The White House is acting immediately to eviscerate the Endangered Species Act. After a 30 day period for "public comment," a new policy will be put in place: government officials will no longer need to get the opinion of experts before approving projects that will kill endangered species.
AP IMPACT: Bush to relax protected species rules
By DINA CAPPIELLO – 4 hours ago
WASHINGTON (AP) — Parts of the Endangered Species Act may soon be extinct. The Bush administration wants federal agencies to decide for themselves whether highways, dams, mines and other construction projects might harm endangered animals and plants.
Update 08/12/08 12:36am by LithiumCola: Patriot Daily News Clearinghouse has an excellent diary up with additional details and analysis.
The White House claims that its motivation is to prevent people from using the Endangered Species Act to force changes in global warming emissions policy. If CO2 emissions are changing the Arctic climate, and that is killing polar bears, the White House doesn't want that to be an excuse to force reductions in CO2 emissions.
Now, mind you, that is the stated reason, not the hidden nefarious reason, for this evisceration of the ESA. Another Administration might consider the reason I just typed to be so heinous as to require obfuscation. Not this White House.
Interior Secretary Dirk Kempthorne said late Monday the changes were needed to ensure that the Endangered Species Act would not be used as a "back door" to regulate the gases blamed for global warming. In May, the polar bear became the first species declared as threatened because of climate change. Warming temperatures are expected to melt the sea ice the bear depends on for survival.
Amazingly, Administration officials are saying that government officials have become such experts in endangered species and environmental effects on them, that the officials no longer need input from scientists.
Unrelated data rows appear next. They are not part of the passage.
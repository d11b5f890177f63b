//! Application layer use cases for the gateway.
//!
//! # What is the "application" layer? (for beginners)
//!
//! This layer wires the pieces together without knowing how they are
//! implemented.  The relay below reads frames from "a frame source" and hands
//! them to "an uplink"; it never sees a socket.  The infrastructure layer
//! provides the real UDP source and APRS-IS client, and tests provide fakes.
//!
//! # Sub-modules
//!
//! - **`relay`** – The driving loop: one local frame in, one `write()` out,
//!   then advance the uplink's reconnect clock and sleep out the 20 ms tick.

pub mod relay;
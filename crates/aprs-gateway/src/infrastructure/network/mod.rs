//! Network infrastructure: the APRS-IS uplink.
//!
//! # Sub-modules
//!
//! - **`aprs_is`** – The forwarding client.  Owns the TCP connection, runs
//!   the login handshake, sends queued frames one at a time, hands inbound
//!   lines to the registered sink, and reconnects with a growing delay after
//!   any failure.
//!
//! - **`line_codec`** – Splits the TCP byte stream into text lines and reads
//!   them with a timeout.  Knows nothing about APRS-IS itself.

pub mod aprs_is;
pub mod line_codec;

pub use aprs_is::{
    AprsIsClient, AprsIsConfig, ClientConfigError, HandshakeStage, LineSink, LinkError,
    LinkStatus,
};
pub use line_codec::{LineCodec, ReadOutcome};
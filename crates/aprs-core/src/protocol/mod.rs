//! APRS-IS line protocol helpers.
//!
//! APRS-IS is plain ASCII text, one message per line:
//!
//! ```text
//! server → client   # aprsc 2.1.4-g408ed49                       (banner)
//! client → server   user N0CALL pass 12345 vers APRSGateway 1.0  (login)
//! server → client   # logresp N0CALL verified, server T2TEST      (ack)
//! server → client   N0CALL>APRS,TCPIP*:!5130.00N/00010.00W-      (data)
//! server → client   # aprsc 2.1.4 19 Oct 2026 12:00:00 GMT ...     (keepalive)
//! ```
//!
//! Lines starting with `#` come from the server itself and never carry
//! position data.

pub mod dump;
pub mod line;
pub mod login;

pub use dump::{dump_frame, hex_dump};
pub use line::{is_server_comment, rtrim, terminate, COMMENT_MARKER, LINE_TERMINATOR};
pub use login::{Credentials, CredentialsError, LoginRequest, CALLSIGN_LENGTH};
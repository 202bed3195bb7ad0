// Copyright 2025 The ChromiumOS Authors
// Use of this source code is governed by a BSD-style license that can be
// found in the LICENSE file.

//! Types and traits modelling the OpenMAX-IL decoder component consumed by
//! the session coordinator.
//!
//! The actual IL library binding lives outside this crate; implementations
//! of [`Core`] and [`Component`] adapt it to these traits. Buffer headers
//! are plain data here: the per-buffer book-keeping the IL spec routes
//! through the header's `pAppPrivate` pointer is instead kept in
//! coordinator-side tables keyed by [`BufferId`], and the input payload is
//! handed over explicitly on submission.

use std::sync::Arc;

use thiserror::Error;

use crate::shm::MappedRegion;

pub type PortIndex = u32;

/// Identifies one buffer header for the lifetime of its allocation.
#[derive(Copy, Clone, Debug, PartialEq, Eq, PartialOrd, Ord, Hash)]
pub struct BufferId(pub u32);

/// Subset of the IL `nFlags` bitfield carried on buffer headers.
#[derive(Copy, Clone, Debug, Default, PartialEq, Eq)]
pub struct BufferFlags(u32);

impl BufferFlags {
    /// The buffer is the last one of the stream.
    pub const EOS: BufferFlags = BufferFlags(1);

    pub fn empty() -> BufferFlags {
        BufferFlags(0)
    }

    pub fn contains(self, flags: BufferFlags) -> bool {
        self.0 & flags.0 == flags.0
    }

    pub fn insert(&mut self, flags: BufferFlags) {
        self.0 |= flags.0;
    }

    pub fn remove(&mut self, flags: BufferFlags) {
        self.0 &= !flags.0;
    }
}

/// One buffer header as exchanged with the component.
///
/// The `timestamp` field doubles as the carrier for the bitstream-buffer id:
/// it is stamped on input submission and the component copies it onto the
/// header of every output produced from that input. This is the only
/// ordering channel across the component and is a hard contract with it.
#[derive(Clone, Debug)]
pub struct BufferHeader {
    pub id: BufferId,
    pub port: PortIndex,
    pub flags: BufferFlags,
    pub timestamp: i64,
    pub filled_len: usize,
    pub alloc_len: usize,
}

/// States of the component's own lifecycle.
#[derive(Copy, Clone, Debug, PartialEq, Eq)]
pub enum OmxState {
    Invalid,
    Loaded,
    Idle,
    Executing,
    Pause,
    WaitForResources,
}

#[derive(Copy, Clone, Debug, PartialEq, Eq)]
pub enum PortDirection {
    Input,
    Output,
}

/// Uncompressed color formats a video port can produce.
#[derive(Copy, Clone, Debug, PartialEq, Eq)]
pub enum ColorFormat {
    Yuv420SemiPlanar,
    Yuv420Planar,
}

impl From<ColorFormat> for crate::PixelFormat {
    fn from(format: ColorFormat) -> Self {
        match format {
            ColorFormat::Yuv420SemiPlanar => crate::PixelFormat::Nv12,
            ColorFormat::Yuv420Planar => crate::PixelFormat::I420,
        }
    }
}

#[derive(Copy, Clone, Debug, PartialEq, Eq)]
pub struct VideoPortFormat {
    pub frame_width: u32,
    pub frame_height: u32,
    pub color_format: ColorFormat,
}

/// Definition of one component port, as read and written through the
/// component's parameter interface.
#[derive(Copy, Clone, Debug, PartialEq, Eq)]
pub struct PortDefinition {
    pub index: PortIndex,
    pub direction: PortDirection,
    pub buffer_count_actual: u32,
    pub buffer_count_min: u32,
    pub buffer_size: usize,
    pub video: VideoPortFormat,
}

/// Number and starting index of a component's video ports.
#[derive(Copy, Clone, Debug, PartialEq, Eq)]
pub struct PortRange {
    pub count: u32,
    pub start: PortIndex,
}

/// Commands issued to the component. Completion is reported asynchronously
/// through [`Event::CommandComplete`] carrying the same value (with
/// `SetState` carrying the state actually reached).
#[derive(Copy, Clone, Debug, PartialEq, Eq)]
pub enum Command {
    SetState(OmxState),
    PortDisable(PortIndex),
    PortEnable(PortIndex),
    Flush(PortIndex),
}

/// Which aspect of a port's settings the component renegotiated.
#[derive(Copy, Clone, Debug, PartialEq, Eq)]
pub enum PortSettings {
    Definition,
    OutputCrop,
    Scale,
}

/// Events delivered through [`ComponentCallbacks::event`].
#[derive(Copy, Clone, Debug, PartialEq, Eq)]
pub enum Event {
    CommandComplete(Command),
    PortSettingsChanged { port: PortIndex, what: PortSettings },
    BufferFlag { port: PortIndex, flags: BufferFlags },
    Error(OmxError),
}

#[derive(Debug, Error, Copy, Clone, PartialEq, Eq)]
pub enum OmxError {
    #[error("undefined component failure")]
    Undefined,
    #[error("no component implements the requested role")]
    ComponentNotFound,
    #[error("insufficient resources")]
    InsufficientResources,
    #[error("bad parameter")]
    BadParameter,
    #[error("operation not allowed in the current state")]
    IncorrectStateOperation,
    #[error("invalid state transition requested")]
    IncorrectStateTransition,
    #[error("component entered the invalid state")]
    InvalidState,
    #[error("hardware failure")]
    Hardware,
}

pub type OmxResult<T> = std::result::Result<T, OmxError>;

/// Callbacks a component invokes from its own thread.
///
/// Implementations must not inspect coordinator state; each callback does
/// exactly one thing, posting its arguments to the control thread. This
/// yields a total order of component observations there.
pub trait ComponentCallbacks: Send + Sync {
    fn event(&self, event: Event);
    fn empty_buffer_done(&self, header: BufferHeader);
    fn fill_buffer_done(&self, header: BufferHeader);
}

/// Handle to one component instance.
pub trait Component {
    /// Reports the range of video ports the component exposes.
    fn video_ports(&self) -> OmxResult<PortRange>;

    fn port_definition(&self, port: PortIndex) -> OmxResult<PortDefinition>;

    fn set_port_definition(&self, definition: &PortDefinition) -> OmxResult<()>;

    /// Selects which of its roles the component should assume.
    fn set_role(&self, role: &str) -> OmxResult<()>;

    fn send_command(&self, command: Command) -> OmxResult<()>;

    /// Registers a caller-backed buffer with `port` and returns its header.
    /// For input ports the backing bytes are supplied later, on each
    /// [`Component::empty_this_buffer`] call.
    fn use_buffer(&self, port: PortIndex, size: usize) -> OmxResult<BufferHeader>;

    /// Has the component allocate a buffer of its own on `port`.
    fn allocate_buffer(&self, port: PortIndex, size: usize) -> OmxResult<BufferHeader>;

    /// Releases a buffer. The header must not be referenced afterwards; the
    /// signature consumes it.
    fn free_buffer(&self, port: PortIndex, header: BufferHeader) -> OmxResult<()>;

    /// Submits an input buffer. `payload` carries the mapped bitstream bytes
    /// for the interval until the header returns through
    /// [`ComponentCallbacks::empty_buffer_done`]; it is `None` only for the
    /// zero-length end-of-stream marker.
    fn empty_this_buffer(
        &self,
        header: BufferHeader,
        payload: Option<Arc<dyn MappedRegion>>,
    ) -> OmxResult<()>;

    /// Hands an output buffer to the component to be filled with a decoded
    /// picture, returned through [`ComponentCallbacks::fill_buffer_done`].
    fn fill_this_buffer(&self, header: BufferHeader) -> OmxResult<()>;
}

/// Entry points of the component library.
pub trait Core {
    type Component: Component;

    fn init(&self) -> OmxResult<()>;

    fn deinit(&self) -> OmxResult<()>;

    /// Names of the components implementing `role`, best first.
    fn components_of_role(&self, role: &str) -> OmxResult<Vec<String>>;

    fn get_handle(
        &self,
        name: &str,
        callbacks: Arc<dyn ComponentCallbacks>,
    ) -> OmxResult<Self::Component>;

    fn free_handle(&self, component: Self::Component) -> OmxResult<()>;
}

/// H.264 profiles as the IL interface names them.
#[derive(Copy, Clone, Debug, PartialEq, Eq)]
pub enum AvcProfile {
    Baseline,
    Main,
    Extended,
    High,
    High10,
    High422,
    High444,
}

#[cfg(test)]
mod tests {
    use super::*;

    #[test]
    fn buffer_flags() {
        let mut flags = BufferFlags::empty();
        assert!(!flags.contains(BufferFlags::EOS));

        flags.insert(BufferFlags::EOS);
        assert!(flags.contains(BufferFlags::EOS));

        flags.remove(BufferFlags::EOS);
        assert!(!flags.contains(BufferFlags::EOS));
    }
}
Under current law, federal agencies must consult with experts at the Fish and Wildlife Service or the National Marine Fisheries Service to determine whether a project is likely to jeopardize any endangered species or to damage habitat, even if no harm seems likely. This initial review usually results in accommodations that better protect the 1,353 animals and plants in the U.S. listed as threatened or endangered and determines whether a more formal analysis is warranted.
The Interior Department said such consultations are no longer necessary because federal agencies have developed expertise to review their own construction and development projects, according to the 30-page draft obtained by the AP.
"We believe federal action agencies will err on the side of caution in making these determinations," the proposal said.
If you remember a four-part series on the Vice President that the Washington Post ran last year, then as you read this, the words that should be coming to your lips are "Dick Cheney."
From that 4-part series "Angler: the Cheney Vice Presidency":
Leaving No Tracks
By Jo Becker and Barton Gellman
Washington Post Staff Writers
Wednesday, June 27, 2007; Page A01
-- snip --
In Oregon, a battleground state that the Bush-Cheney ticket had lost by less than half of 1 percent, drought-stricken farmers and ranchers were about to be cut off from the irrigation water that kept their cropland and pastures green. Federal biologists said the Endangered Species Act left the government no choice: The survival of two imperiled species of fish was at stake.
Law and science seemed to be on the side of the fish. Then the vice president stepped in.
First Cheney looked for a way around the law, aides said. Next he set in motion a process to challenge the science protecting the fish, according to a former Oregon congressman who lobbied for the farmers.
Because of Cheney's intervention, the government reversed itself and let the water flow in time to save the 2002 growing season, declaring that there was no threat to the fish. What followed was the largest fish kill the West had ever seen, with tens of thousands of salmon rotting on the banks of the Klamath River.
Characteristically, Cheney left no tracks.
Speaking of the "expertise" of Bush officials, Interior Secretary Dirk Kempthorne offered this rationale for ignoring the effects of climate change on endangered species.
"We need to focus our efforts where they will do the most good," Kempthorne said in a news conference organized quickly after AP reported details of the proposal. "It is important to use our time and resources to protect the most vulnerable species. It is not possible to draw a link between greenhouse gas emissions and distant observations of impacts on species."
It is just not possible to draw a link between greenhouse gas emissions and "distant observations" of deaths of entire species of animals. And never you mind the collapsing ice shelves and dying polar bears.
And that, you see, is why we don't need to ask scientists.
The Washington Post also has a story about this up.